The workspace [WORKSPACE];[OWNER] does not exist.

I now believe the old workspace is a trace from when I migrated to Azure from old TFS.


QUESTIONS

  1. How can I delete ALL workspaces?
  2. Can workspaces be deleted from the Azure Dev Ops portal?
  3. How can you delete non local workspaces?
2
If you not launch VS and re run the first command the deleted workspace exist? in the VS UI can you success to delete the workspace completely?Shayki Abramczyk
According to your command line, did you try to delete a Azure DevOps Service not TFS workspace?PatrickLu-MSFT
@ShaykiAbramczyk Yes the workspace shows as deleted until I launch VS again.DreamTeK
@PatrickLu-MSFT I believe the command I used deletes the workspaces. The delete command does remove the workspace from the list after running.DreamTeK
@DreamTeK In the past it worked well in VS2019? do you have the latest version of VS2019?Shayki Abramczyk

2 Answers

5
votes

To delete an existing workspace, you must be the owner or have the global Administer workspaces permission set to Allow.

You could also try to use onwer uniq ID instead of name

tf vc workspaces ws_3_3 /computer:* /format:xml /collection:https://dev.azure.com/patricklu/

ws_3_3 is your workspace name which want to delete, collection just type your collection url In the prompt up window type your address to connect to the url(If there is).

After this it will return some information such as below:

enter image description here

With info of owner uniq ID

Then you just need to use tf workspace /delete the command, in my sample it’s using:

tf workspace /delete ws_3_3;fb46f066-9122-4342-94c4-93b7526a3545

enter image description here

Simply type yes, it will delete the workspace. "Unable to determine the source control server" This may caused by you didn't include the collection url when you try to delete a workspace not locally.

1. How can I delete ALL workspaces?

There is not a command to delete all workspaces in company, you have to do it one by one.

2. Can workspaces be deleted from the Azure Dev Ops portal?

No, you couldn't do this.
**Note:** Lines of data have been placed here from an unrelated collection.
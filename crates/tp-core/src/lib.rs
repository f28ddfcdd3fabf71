//! `tp-core` — foundational types for the `trackpath` workspace.
//!
//! This crate is a dependency of every other `tp-*` crate.  It intentionally
//! has no `tp-*` dependencies and minimal external ones (only `thiserror`,
//! plus optional `serde`).
//!
//! # What lives here
//!
//! | Module          | Contents                                                  |
//! |-----------------|-----------------------------------------------------------|
//! | [`ids`]         | `StationId`, `Owner`                                      |
//! | [`tile`]        | `TileIndex`, `MapSize` (bounds-checked tile arithmetic)  |
//! | [`track`]       | `DiagDir`, `Axis`, `Track`, `Trackdir` and their bitsets  |
//! | [`node`]        | `OrientedNode`, the unit of search                        |
//! | [`transport`]   | `TransportType`, rail/road sub-types, `TransportDescriptor` |
//! | [`settings`]    | `PathfinderSettings`, cost-unit constants                 |
//! | [`error`]       | `TpError`, `TpResult`                                     |
//!
//! # Feature flags
//!
//! | Flag    | Effect                                                     |
//! |---------|------------------------------------------------------------|
//! | `serde` | Adds `Serialize`/`Deserialize` to all public types.        |

pub mod error;
pub mod ids;
pub mod node;
pub mod settings;
pub mod tile;
pub mod track;
pub mod transport;

#[cfg(test)]
mod tests;

// ── Re-exports ────────────────────────────────────────────────────────────────

pub use error::{TpError, TpResult};
pub use ids::{Owner, StationId};
pub use node::OrientedNode;
pub use settings::{CORNER_LENGTH, PathfinderSettings, TILE_LENGTH};
pub use tile::{MapSize, TileIndex};
pub use track::{Axis, DiagDir, Track, TrackBits, Trackdir, TrackdirBits};
pub use transport::{RailType, RailTypes, RoadType, RoadTypes, TransportDescriptor, TransportType};
//! Route queries: the [`Pathfinder`] facade and the search problem behind it.
//!
//! # Queries
//!
//! | Method                         | Target              | Heuristic   | Cost bound                    |
//! |--------------------------------|---------------------|-------------|-------------------------------|
//! | [`Pathfinder::find_path`]      | any strategy        | per target  | none                          |
//! | [`Pathfinder::choose_trackdir`]| any strategy        | per target  | none                          |
//! | [`Pathfinder::check_reverse`]  | any strategy        | per target  | none                          |
//! | [`Pathfinder::find_nearest_depot`] | [`AnyDepot`]    | zero        | `maximum_go_to_depot_penalty` |
//! | [`Pathfinder::find_nearest_depot_pruned`] | each depot in turn | track distance | `maximum_go_to_depot_penalty` |
//!
//! Each query runs a fresh [`AyStar`] session.  The settings are validated
//! once, when the facade is built.

use tracing::{debug, trace};

use tp_core::{OrientedNode, PathfinderSettings, TileIndex, Trackdir, TransportDescriptor, TransportType};
use tp_map::Grid;
use tp_search::{AyStar, Problem, SearchConfig, SearchOutcome, SearchStats, Step, Termination};

use crate::cost::{CostModel, Edge};
use crate::follow::follow;
use crate::rail::RailCost;
use crate::road::RoadCost;
use crate::target::{AnyDepot, ExactTile, TargetStrategy};
use crate::water::WaterCost;
use crate::{ClosestApproach, NodeData, NodeFlags, RouteError, RouteResult};

// ── Starts ────────────────────────────────────────────────────────────────────

/// Where a vehicle begins.
#[derive(Copy, Clone, PartialEq, Eq, Debug)]
pub struct Start {
    pub node:              OrientedNode,
    /// Skip the checks on leaving the start tile (depot and stop exits,
    /// tunnel mouths).  For vehicles already part-way off their tile.
    pub ignore_start_tile: bool,
}

impl Start {
    pub fn new(node: OrientedNode) -> Self {
        Self { node, ignore_start_tile: false }
    }

    pub fn ignoring_tile(node: OrientedNode) -> Self {
        Self { node, ignore_start_tile: true }
    }

    fn data(self) -> NodeData {
        let flags = if self.ignore_start_tile { NodeFlags::IGNORE_START_TILE } else { NodeFlags::NONE };
        NodeData { first_trackdir: None, flags }
    }
}

impl From<OrientedNode> for Start {
    fn from(node: OrientedNode) -> Self {
        Start::new(node)
    }
}

/// One start, or a forward start plus a reversed alternative that pays
/// `reverse_penalty` up front.
#[derive(Copy, Clone, PartialEq, Eq, Debug)]
pub enum Starts {
    One(Start),
    Two { forward: Start, reverse: Start, reverse_penalty: u32 },
}

impl Starts {
    pub fn one(node: OrientedNode) -> Self {
        Starts::One(Start::new(node))
    }

    pub fn two(forward: OrientedNode, reverse: OrientedNode, reverse_penalty: u32) -> Self {
        Starts::Two { forward: Start::new(forward), reverse: Start::new(reverse), reverse_penalty }
    }

    /// `(node, initial g, data)` for each start, forward first.
    fn seeds(&self) -> Vec<(OrientedNode, u32, NodeData)> {
        match *self {
            Starts::One(s) => vec![(s.node, 0, s.data())],
            Starts::Two { forward, reverse, reverse_penalty } => {
                let mut data = reverse.data();
                data.flags.set(NodeFlags::REVERSE, true);
                vec![(forward.node, 0, forward.data()), (reverse.node, reverse_penalty, data)]
            }
        }
    }
}

// ── Results ───────────────────────────────────────────────────────────────────

/// A path that reached its target.
#[derive(Clone, PartialEq, Eq, Debug)]
pub struct FoundTarget {
    /// Trackdir to take on leaving the start; `None` if a start already
    /// satisfied the target.
    pub first_trackdir: Option<Trackdir>,
    pub cost:           u32,
    /// The end node.
    pub node:           OrientedNode,
    /// Heuristic distance to the target at the best node seen; 0 once the
    /// target is reached.
    pub bird_dist:      u32,
    /// The path began at the reversed start.
    pub reversed:       bool,
    /// Nodes from start to end.
    pub path:           Vec<OrientedNode>,
    pub stats:          SearchStats,
}

/// Answer of [`Pathfinder::choose_trackdir`].
#[derive(Copy, Clone, PartialEq, Eq, Debug)]
pub struct TrackdirChoice {
    pub trackdir:   Option<Trackdir>,
    /// `false` when `trackdir` only leads towards the closest approach.
    pub path_found: bool,
}

// ── RouteProblem ──────────────────────────────────────────────────────────────

/// A [`Problem`] over a [`Grid`] for one transport mode and one target.
///
/// Besides answering the engine's callbacks it keeps track of the node that
/// got closest to the target by the heuristic, for callers that need a best
/// guess when no path exists.
pub struct RouteProblem<'a, G: ?Sized, C, T> {
    grid:     &'a G,
    settings: &'a PathfinderSettings,
    desc:     TransportDescriptor,
    model:    C,
    target:   &'a T,
    closest:  ClosestApproach,
}

impl<'a, G, C, T> RouteProblem<'a, G, C, T>
where
    G: Grid + ?Sized,
    C: CostModel,
    T: TargetStrategy,
{
    pub fn new(grid: &'a G, settings: &'a PathfinderSettings, desc: TransportDescriptor, model: C, target: &'a T) -> Self {
        Self { grid, settings, desc, model, target, closest: ClosestApproach::default() }
    }

    #[inline]
    pub fn closest(&self) -> ClosestApproach {
        self.closest
    }
}

impl<G, C, T> Problem for RouteProblem<'_, G, C, T>
where
    G: Grid + ?Sized,
    C: CostModel,
    T: TargetStrategy,
{
    type Data = NodeData;

    fn neighbours(&mut self, current: &Step<NodeData>, out: &mut Vec<OrientedNode>) {
        follow(self.grid, &self.desc, self.settings.forbid_90_deg, current, out);
    }

    /// Never rejects: [`follow`] only yields legal successors, so every
    /// step it returns has a price.
    fn cost(&mut self, parent: &Step<NodeData>, node: OrientedNode, data: &mut NodeData) -> Option<u32> {
        if parent.is_start() {
            data.first_trackdir = Some(node.trackdir);
        }
        let is_end = self.target.is_end(self.grid, &self.desc, node);
        let edge = Edge { parent, node, is_end };
        let cost = self.model.cost(self.grid, self.settings, &edge, data);
        trace!(%node, cost, flags = ?data.flags, "step cost");
        Some(cost)
    }

    fn estimate(&mut self, node: OrientedNode, data: &NodeData) -> u32 {
        let Some(aim) = self.target.aim(self.grid, node.tile) else {
            return 0;
        };
        let dist = self.model.distance(node.tile, aim);
        if dist < self.closest.bird_dist {
            self.closest = ClosestApproach { trackdir: data.first_trackdir, node: Some(node), bird_dist: dist };
        }
        dist
    }

    fn is_end(&mut self, node: OrientedNode, _data: &NodeData) -> bool {
        self.target.is_end(self.grid, &self.desc, node)
    }

    fn found(&mut self, end: &Step<NodeData>) {
        self.closest = ClosestApproach { trackdir: end.data.first_trackdir, node: Some(end.node), bird_dist: 0 };
    }
}

// ── Pathfinder ────────────────────────────────────────────────────────────────

/// Entry point for route queries over one world.
///
/// Cheap to build; holds only borrowed state.  One `Pathfinder` may answer
/// any number of queries for vehicles of any mode.
pub struct Pathfinder<'a, G: ?Sized> {
    grid:     &'a G,
    settings: &'a PathfinderSettings,
}

impl<'a, G: Grid + ?Sized> Pathfinder<'a, G> {
    pub fn new(grid: &'a G, settings: &'a PathfinderSettings) -> RouteResult<Self> {
        settings.validate()?;
        Ok(Self { grid, settings })
    }

    #[inline]
    pub fn settings(&self) -> &PathfinderSettings {
        self.settings
    }

    /// Cheapest path from `starts` to a node satisfying `target`.
    pub fn find_path<T: TargetStrategy>(
        &self,
        desc: &TransportDescriptor,
        starts: &Starts,
        target: &T,
    ) -> RouteResult<FoundTarget> {
        self.search(desc, starts, target, None)
    }

    /// First trackdir to take from `start` towards `target`.
    ///
    /// Without a path this still answers with the first trackdir towards the
    /// node that got closest, so a vehicle keeps moving sensibly.
    pub fn choose_trackdir<T: TargetStrategy>(
        &self,
        desc: &TransportDescriptor,
        start: Start,
        target: &T,
    ) -> RouteResult<TrackdirChoice> {
        match self.find_path(desc, &Starts::One(start), target) {
            Ok(found) => Ok(TrackdirChoice { trackdir: found.first_trackdir, path_found: true }),
            Err(err) => match err.closest() {
                Some(closest) => Ok(TrackdirChoice { trackdir: closest.trackdir, path_found: false }),
                None => Err(err),
            },
        }
    }

    /// Whether a train should turn around.
    ///
    /// Searches from the front of the train as it heads and from the rear
    /// turned around, at no extra charge; `true` if the cheapest path starts
    /// from the rear.  `tail` is the rear node in the train's current
    /// direction of travel.
    pub fn check_reverse<T: TargetStrategy>(
        &self,
        desc: &TransportDescriptor,
        front: OrientedNode,
        tail: OrientedNode,
        target: &T,
    ) -> RouteResult<bool> {
        match self.find_path(desc, &Starts::two(front, tail.reversed(), 0), target) {
            Ok(found) => Ok(found.reversed),
            Err(err) if err.is_unreachable() => Ok(false),
            Err(err) => Err(err),
        }
    }

    /// Cheapest depot reachable within `maximum_go_to_depot_penalty`
    /// (unbounded when that is 0).
    pub fn find_nearest_depot(&self, desc: &TransportDescriptor, starts: &Starts) -> RouteResult<FoundTarget> {
        self.search(desc, starts, &AnyDepot, self.depot_cost_bound())
    }

    /// Same answer as [`find_nearest_depot`](Self::find_nearest_depot), by
    /// trying depots one at a time with a targeted search.
    ///
    /// Candidates come from the grid's spatial index and are tried in order
    /// of their heuristic distance; once that lower bound reaches the best
    /// cost found the rest cannot win.  Cheaper than a blind search when
    /// depots are few and the network is large.
    pub fn find_nearest_depot_pruned(&self, desc: &TransportDescriptor, start: Start) -> RouteResult<FoundTarget> {
        let from = start.node.tile;
        let mut candidates: Vec<(u32, usize, TileIndex)> = self
            .grid
            .depots_by_distance(from, desc.transport)
            .into_iter()
            .enumerate()
            .map(|(rank, depot)| (self.distance(desc.transport, from, depot), rank, depot))
            .collect();
        candidates.sort_unstable();
        debug!(transport = %desc.transport, candidates = candidates.len(), "depot trial search");

        let starts = Starts::One(start);
        let bound = self.depot_cost_bound();
        let mut best: Option<FoundTarget> = None;
        let mut expanded = 0;
        for (lower_bound, _, depot) in candidates {
            if best.as_ref().is_some_and(|b| lower_bound >= b.cost) {
                break;
            }
            match self.search(desc, &starts, &AnyDepotAt(ExactTile::new(depot)), bound) {
                Ok(found) => {
                    expanded += found.stats.nodes_expanded;
                    if best.as_ref().is_none_or(|b| found.cost < b.cost) {
                        best = Some(found);
                    }
                }
                Err(err) if err.is_unreachable() => {
                    expanded += err.stats().map_or(0, |s| s.nodes_expanded);
                }
                Err(err) => return Err(err),
            }
        }

        match best {
            Some(mut found) => {
                found.stats.nodes_expanded = expanded;
                Ok(found)
            }
            None => {
                let stats = SearchStats {
                    nodes_expanded: expanded,
                    termination: Some(Termination::NoPath),
                    ..SearchStats::default()
                };
                Err(RouteError::NoPath { closest: ClosestApproach::default(), stats })
            }
        }
    }

    // ── Internals ─────────────────────────────────────────────────────────

    fn depot_cost_bound(&self) -> Option<u32> {
        Some(self.settings.maximum_go_to_depot_penalty).filter(|&max| max > 0)
    }

    fn distance(&self, transport: TransportType, from: TileIndex, to: TileIndex) -> u32 {
        match transport {
            TransportType::Rail => RailCost.distance(from, to),
            TransportType::Road => RoadCost.distance(from, to),
            TransportType::Water => WaterCost.distance(from, to),
        }
    }

    fn search<T: TargetStrategy>(
        &self,
        desc: &TransportDescriptor,
        starts: &Starts,
        target: &T,
        max_path_cost: Option<u32>,
    ) -> RouteResult<FoundTarget> {
        let seeds = starts.seeds();
        let size = self.grid.map_size();
        if let Some(&(node, ..)) = seeds.iter().find(|(node, ..)| !size.contains(node.tile)) {
            return Err(RouteError::InvalidStart(node));
        }
        debug!(transport = %desc.transport, ?starts, ?target, "route query");
        match desc.transport {
            TransportType::Rail => self.run(RailCost, desc, &seeds, target, max_path_cost),
            TransportType::Road => self.run(RoadCost, desc, &seeds, target, max_path_cost),
            TransportType::Water => self.run(WaterCost, desc, &seeds, target, max_path_cost),
        }
    }

    fn run<C: CostModel, T: TargetStrategy>(
        &self,
        model: C,
        desc: &TransportDescriptor,
        seeds: &[(OrientedNode, u32, NodeData)],
        target: &T,
        max_path_cost: Option<u32>,
    ) -> RouteResult<FoundTarget> {
        debug_assert_eq!(C::TRANSPORT, desc.transport);
        let problem = RouteProblem::new(self.grid, self.settings, *desc, model, target);
        let config = SearchConfig { max_path_cost, ..SearchConfig::from_settings(self.settings) };
        let mut search = AyStar::new(problem, config);
        for &(node, g, data) in seeds {
            search.add_start(node, g, data)?;
        }

        let outcome = search.run()?;
        let stats = search.stats();
        let closest = search.problem().closest();
        match outcome {
            SearchOutcome::Found(end) => {
                debug!(end = %end.node, cost = end.g, expanded = stats.nodes_expanded, "route found");
                Ok(FoundTarget {
                    first_trackdir: end.data.first_trackdir,
                    cost:           end.g,
                    node:           end.node,
                    bird_dist:      closest.bird_dist,
                    reversed:       end.data.flags.contains(NodeFlags::REVERSE),
                    path:           search.path(),
                    stats,
                })
            }
            SearchOutcome::NoPath => Err(RouteError::NoPath { closest, stats }),
            SearchOutcome::BudgetExceeded => Err(RouteError::BudgetExceeded { closest, stats }),
        }
    }
}

/// One specific depot, accepted only if the vehicle may use it.
#[derive(Copy, Clone, Debug)]
struct AnyDepotAt(ExactTile);

impl TargetStrategy for AnyDepotAt {
    fn is_end<G: Grid + ?Sized>(&self, grid: &G, desc: &TransportDescriptor, node: OrientedNode) -> bool {
        self.0.is_end(grid, desc, node) && AnyDepot.is_end(grid, desc, node)
    }

    fn aim<G: Grid + ?Sized>(&self, grid: &G, from: TileIndex) -> Option<TileIndex> {
        self.0.aim(grid, from)
    }
}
You should either use command line or through Visual Studio UI as below:

enter image description here Hope this helps.

2
votes

I recently had some issues deleting workspaces as the user who owned the workspace had left, so validation was failing to recongise their account.

This post introduced me to the XML output from the tf workspaces command; enabling me to get the underlying id of the user and delete the workspace using that.
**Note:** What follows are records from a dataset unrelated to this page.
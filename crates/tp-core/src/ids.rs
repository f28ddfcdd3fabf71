//! Company and station identifiers.
//!
//! Both are small integers in the world model, wrapped so an owner can never
//! be passed where a station is expected.  `MAX` of the inner type is the
//! "none" sentinel.

use std::fmt;

/// Newtype over a small integer with an `INVALID` sentinel.
macro_rules! typed_id {
    ($(#[$attr:meta])* $vis:vis struct $name:ident($inner:ty);) => {
        $(#[$attr])*
        #[derive(Copy, Clone, PartialEq, Eq, Hash, PartialOrd, Ord, Debug)]
        #[cfg_attr(feature = "serde", derive(serde::Serialize, serde::Deserialize))]
        $vis struct $name(pub $inner);

        impl $name {
            pub const INVALID: $name = $name(<$inner>::MAX);

            /// Position in a per-id table.
            #[inline]
            pub fn index(self) -> usize {
                usize::from(self.0)
            }

            #[inline]
            pub fn is_valid(self) -> bool {
                self != Self::INVALID
            }
        }

        impl Default for $name {
            #[inline]
            fn default() -> Self {
                Self::INVALID
            }
        }

        impl fmt::Display for $name {
            fn fmt(&self, f: &mut fmt::Formatter<'_>) -> fmt::Result {
                if self.is_valid() {
                    write!(f, "{}#{}", stringify!($name), self.0)
                } else {
                    write!(f, "{}#-", stringify!($name))
                }
            }
        }
    };
}

typed_id! {
    /// Index of a station.  Every tile of a station footprint carries the same id.
    pub struct StationId(u16);
}

typed_id! {
    /// Owner of a piece of infrastructure: a company (`0..MAX_COMPANIES`) or
    /// one of the special non-company owners below.
    pub struct Owner(u8);
}

impl Owner {
    /// Number of company slots.
    pub const MAX_COMPANIES: u8 = 15;

    /// Town-owned (public) infrastructure, e.g. town roads.
    pub const TOWN: Owner = Owner(0x0F);

    /// Unowned tiles (clear land, public roads without a builder).
    pub const NONE: Owner = Owner(0x10);

    /// Sea, rivers and canals without a company owner.
    pub const WATER: Owner = Owner(0x11);

    #[inline]
    pub fn is_company(self) -> bool {
        self.0 < Self::MAX_COMPANIES
    }
}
Here's a PowerShell wrapper that I used to delete all workspaces for the user:

Set-Alias -Name 'tf' -Value 'C:\Program Files (x86)\Microsoft Visual Studio\2019\Professional\Common7\IDE\CommonExtensions\Microsoft\TeamFoundation\Team Explorer\TF.exe' # amend path so it points to your tf.exe file

# fetch a list of all workspaces and store them in an xml variable
$x = [xml](tf workspaces /computer:* /owner:* /format:xml)
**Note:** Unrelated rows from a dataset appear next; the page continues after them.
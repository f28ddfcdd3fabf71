//! Route query errors.

use thiserror::Error;

use tp_core::{OrientedNode, TpError, Trackdir};
use tp_search::{SearchError, SearchStats};

/// Where the search got closest to its target, for callers that still want
/// to move somewhere sensible when no full path exists.
#[derive(Copy, Clone, PartialEq, Eq, Debug)]
pub struct ClosestApproach {
    /// First trackdir of the path towards the closest node.
    pub trackdir:  Option<Trackdir>,
    pub node:      Option<OrientedNode>,
    /// Heuristic distance from that node to the target.
    pub bird_dist: u32,
}

impl Default for ClosestApproach {
    fn default() -> Self {
        Self { trackdir: None, node: None, bird_dist: u32::MAX }
    }
}

#[derive(Debug, Error)]
pub enum RouteError {
    /// The frontier ran dry: the target is unreachable.
    #[error("no path to the target")]
    NoPath { closest: ClosestApproach, stats: SearchStats },

    /// The node budget ran out first.
    #[error("node budget exhausted before reaching the target")]
    BudgetExceeded { closest: ClosestApproach, stats: SearchStats },

    #[error("start {0} is outside the map")]
    InvalidStart(OrientedNode),

    #[error(transparent)]
    Settings(#[from] TpError),

    #[error(transparent)]
    Search(#[from] SearchError),
}

impl RouteError {
    /// `true` for the two "no route" outcomes.
    pub fn is_unreachable(&self) -> bool {
        matches!(self, RouteError::NoPath { .. } | RouteError::BudgetExceeded { .. })
    }

    pub fn closest(&self) -> Option<ClosestApproach> {
        match self {
            RouteError::NoPath { closest, .. } | RouteError::BudgetExceeded { closest, .. } => Some(*closest),
            _ => None,
        }
    }

    pub fn stats(&self) -> Option<SearchStats> {
        match self {
            RouteError::NoPath { stats, .. } | RouteError::BudgetExceeded { stats, .. } => Some(*stats),
            _ => None,
        }
    }
}

pub type RouteResult<T> = Result<T, RouteError>;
# determine who we want to delete (this is used in our filter later; to delete all, just skip the filter
$userToDelete = '[email protected]'

# for each workspace 
# take those where the owner's display name matches our target user
# then delete that workspace (I've left prompts enabled, so you can manually validate things; add /noprompt to avoid that
$x.Workspaces.Workspace | ?{$_.ownerdisp -eq $userToDelete} | %{tf vc workspace /delete "$($_.name);$($_.owner)"}

More info on available options in the MS Docs; so you can tweak the above per your exact requirements.